Steve Smith on Elliott Carter, in his Times review of Tuesday's Juilliard Quartet/Charles Neidich concert:
Too much time and ink have been spent talking about how challenging, rigorous and difficult Elliott Carter’s music is, and not nearly enough on how lively, vigorous and even funny it can be.

A hint from here on how to approach Carter: attend concerts and listen to the music before you look at the scores. His notation makes my head hurt, even when I'm following a recording, because I try to count it. My eyes cross and everything! But the musical narrative is easy to follow if you're putting your ears first.


Steve Smith said...

You're much too kind, Lisa. For what it's worth, I followed the score the first time through to get a sense of the structure, then left it closed the second and just enjoyed how the music felt. It was more fun the second way -- but that lead sentence came to me after the first.

If I'd had just a little more space, I would have raved a bit more about the solo pieces (and Ronald Copes in particular), as John Clair did here.

joe barron said...

Bravo, Steve! It's always a pleasure to read a review that captures one's own experience of a concert. When you told me your idea for the lede on the subway the other night, I hoped you would change it in the way you actually did. You said the lede would be something like, Too much ink has been spilled explaining why Carter's music is so bloody difficult. The "explaining why" didn't strike me as quite right, since critics who dislike Carter seem to explain the difficulty, in my experience. Rather, they take the difficulty and unlistenability for granted and complain about it.
Anyway, a pleasure to meet you the other night. And may the quintet be recorded soon.

Lisa Hirsch said...

Thank you for the process notes! And I am not at all too kind.

joe barron said...

BTW, my own take on the evening, and the ruckus that followed, may be seen here.

Anonymous said...

"how lively [etc] it CAN be" - 'can' is the operative word. I've heard revelatory and delightful performances of music of that kind (see my cts on TinAlley and Bartok 4), but far more performances which are utterly cold and meaningless.

Steve Hicken said...

>but far more performances which are utterly cold and meaningless.
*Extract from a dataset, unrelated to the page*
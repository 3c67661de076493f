//! Test utilities

pub mod meta;

pub use meta::MetaServer;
That's why it took me so long to get into Mozart.

Henry Holland said...

but far more performances which are utterly cold and meaningless

Boulez has talked about how bad performances of the Second Viennese School were in the 40's and 50's, simply because players weren't used to working with the language. A friend told me once "You can't imagine how bad performances of Webern and Berg were until about the 70's; the performances did more to turn people off than the actual music". Now, of course, any major orchestra can zip through Webern, Berg and Schoenberg's Orchesterstucke with no technical problems, so they can focus on the expressive end of it.

Anonymous said...

That's why it took me so long to get into Mozart.

Fair enough. There are a lot of bad Mozart performances out there, probably more than for other big name composers. But at least one can still follow the thread, it's just incredibly dull. Bad 20C modernism sounds like random squiggles.

Empiricus said...

Bad writing/thinking sounds/reads like random squiggles.